At the Brussels International exhibition of 1910 the Belgian engineer Jean-Baptiste Flamme exhibited his new Type 10 Pacific, the most powerful European locomotive of the time. This was a four-cylinder superheated passenger locomotive with a distinctive tapered boiler of Flamme's design. Flamme used the large Belgian loading gauge to its most and made the round-topped boiler particularly high. The tapered section ahead of the firebox reduced to a boiler barrel which allowed enough height above for the steam dome.
Hughes had been influenced by Flamme, by his views on superheating and on the testing of locomotives by the use of dynamometer cars. Flamme's design had the novel feature of a mechanical integrator to calculate drawbar horsepower-hours directly. He was encouraged to build such a car for the L&YR.[4][5]

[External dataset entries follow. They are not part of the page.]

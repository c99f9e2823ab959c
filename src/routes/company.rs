use crate::{AppState, handlers};
use axum::{Router, routing::get};

/// Company Router Module
///
/// Every route runs through the company validation pipelines before reaching
/// the business handlers in `crate::companies`.
pub fn company_routes() -> Router<AppState> {
    Router::new()
        // GET /api/v1/company
        // POST /api/v1/company
        // Listing never fails; creation answers 409 on a duplicate document number.
        .route(
            "/api/v1/company",
            get(handlers::list_companies).post(handlers::create_company),
        )
        // GET | PUT | DELETE /api/v1/company/{id}
        // A path id that is not a UUID is answered with 400 by the extractor.
        .route(
            "/api/v1/company/{id}",
            get(handlers::get_company)
                .put(handlers::update_company)
                .delete(handlers::delete_company),
        )
}
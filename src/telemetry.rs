use tracing_subscriber::{EnvFilter, layer::SubscriberExt, util::SubscriberInitExt};

use crate::config::Env;

/// init_tracing
///
/// Installs the global subscriber shared by both binaries.
///
/// `RUST_LOG` wins when set; otherwise the crate logs at debug and the HTTP
/// layers at info. Local runs get the pretty formatter, production emits JSON
/// lines for the log aggregator.
pub fn init_tracing(env: Env) {
    let env_filter = EnvFilter::try_from_default_env()
        .unwrap_or_else(|_| "quartile_api=debug,tower_http=info,axum=info".into());

    match env {
        Env::Local => {
            tracing_subscriber::registry()
                .with(env_filter)
                .with(tracing_subscriber::fmt::layer().pretty())
                .init();
        }
        Env::Production => {
            tracing_subscriber::registry()
                .with(env_filter)
                .with(tracing_subscriber::fmt::layer().json())
                .init();
        }
    }
}
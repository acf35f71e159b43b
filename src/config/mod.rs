//! Instrument configuration and construction-time options.
//!
//! Two sources feed a controller:
//!
//! 1. The instrument configuration file, a JSON document (lines starting with `#` are
//!    comments) describing the wiring of one readout system. It is wrapped in a
//!    read-only [`ConfigView`]. Key order is preserved, because several lookup tables
//!    take their row order from it.
//! 2. [`ControllerOptions`], layered with Figment from defaults, an optional TOML file
//!    and `SMURF_`-prefixed environment variables.
//!
//! # Example
//!
//! ```no_run
//! use smurf_control::config::{ConfigView, ControllerOptions};
//!
//! let options = ControllerOptions::load_from(None)?;
//! let config = ConfigView::load(&options.cfg_file)?;
//! println!("epics root: {}", config.string("epics_root")?);
//! # Ok::<(), smurf_control::error::SmurfError>(())
//! ```

pub mod options;
pub mod sections;

use std::path::{Path, PathBuf};

use serde::de::DeserializeOwned;
use serde_json::{Map, Value};

use crate::error::{AppResult, SmurfError};

pub use options::ControllerOptions;
pub use sections::{
    AmplifierConfig, BandInit, ConstantConfig, FluxRampConfig, InitConfig, SmurfToMceConfig,
};

/// Read-only accessor over a parsed configuration tree.
#[derive(Debug, Clone)]
pub struct ConfigView {
    root: Map<String, Value>,
    source: Option<PathBuf>,
}

impl ConfigView {
    /// Read and parse a configuration file.
    pub fn load(path: impl AsRef<Path>) -> AppResult<Self> {
        let path = path.as_ref();
        let text =
            std::fs::read_to_string(path).map_err(|e| SmurfError::filesystem(path, e))?;
        let mut view = Self::parse(&text)?;
        view.source = Some(path.to_path_buf());
        Ok(view)
    }

    /// Parse configuration text. Whole-line `#` comments are dropped first.
    pub fn parse(text: &str) -> AppResult<Self> {
        let stripped: String = text
            .lines()
            .filter(|line| !line.trim_start().starts_with('#'))
            .collect::<Vec<_>>()
            .join("\n");
        let value: Value = serde_json::from_str(&stripped)?;
        Self::from_value(value)
    }

    /// Wrap an already-parsed tree. The root must be a mapping.
    pub fn from_value(value: Value) -> AppResult<Self> {
        match value {
            Value::Object(root) => Ok(Self { root, source: None }),
            other => Err(SmurfError::config(format!(
                "configuration root must be a mapping, found {}",
                kind_of(&other)
            ))),
        }
    }

    /// File this view was loaded from, if any.
    pub fn source(&self) -> Option<&Path> {
        self.source.as_deref()
    }

    /// Raw value of a top-level key.
    pub fn get(&self, key: &str) -> Option<&Value> {
        self.root.get(key)
    }

    /// Raw value of a top-level key that must be present.
    pub fn require(&self, key: &str) -> AppResult<&Value> {
        self.root
            .get(key)
            .ok_or_else(|| SmurfError::config(format!("missing required section '{key}'")))
    }

    /// A required, non-empty mapping section.
    pub fn section(&self, key: &str) -> AppResult<&Map<String, Value>> {
        match self.require(key)? {
            Value::Object(map) if map.is_empty() => Err(SmurfError::config(format!(
                "section '{key}' must not be empty"
            ))),
            Value::Object(map) => Ok(map),
            other => Err(SmurfError::config(format!(
                "section '{key}' must be a mapping, found {}",
                kind_of(other)
            ))),
        }
    }

    /// Deserialize a section into a typed struct.
    pub fn typed<T: DeserializeOwned>(&self, key: &str) -> AppResult<T> {
        let value = self.require(key)?.clone();
        serde_json::from_value(value)
            .map_err(|e| SmurfError::config(format!("section '{key}': {e}")))
    }

    /// A required numeric top-level value.
    pub fn number(&self, key: &str) -> AppResult<f64> {
        self.require(key)?
            .as_f64()
            .ok_or_else(|| SmurfError::config(format!("'{key}' must be a number")))
    }

    /// A required string top-level value.
    pub fn string(&self, key: &str) -> AppResult<&str> {
        self.require(key)?
            .as_str()
            .ok_or_else(|| SmurfError::config(format!("'{key}' must be a string")))
    }
}

pub(crate) fn kind_of(value: &Value) -> &'static str {
    match value {
        Value::Null => "null",
        Value::Bool(_) => "a boolean",
        Value::Number(_) => "a number",
        Value::String(_) => "a string",
        Value::Array(_) => "a list",
        Value::Object(_) => "a mapping",
    }
}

In 1911, a party of senior L&YR officials from Horwich had visited Flamme in Belgium.[4] They were particularly interested in the Type 10 and also the related Belgian State Railways Type 36 2-10-0. These two designs shared the same boiler. The L&YR had little use for such a powerful passenger locomotive, but the 2-10-0 was of great interest. The 2-10-0 was of conventional layout, with the two rear driving axles set beneath the firebox grate and ashpan. The pacific though, with the same boiler, required its higher axles to be placed ahead of the firebox. This required a carrying axle below the firebox and also placed the four cylinders ahead of the smokebox, beneath a prominent flat platform.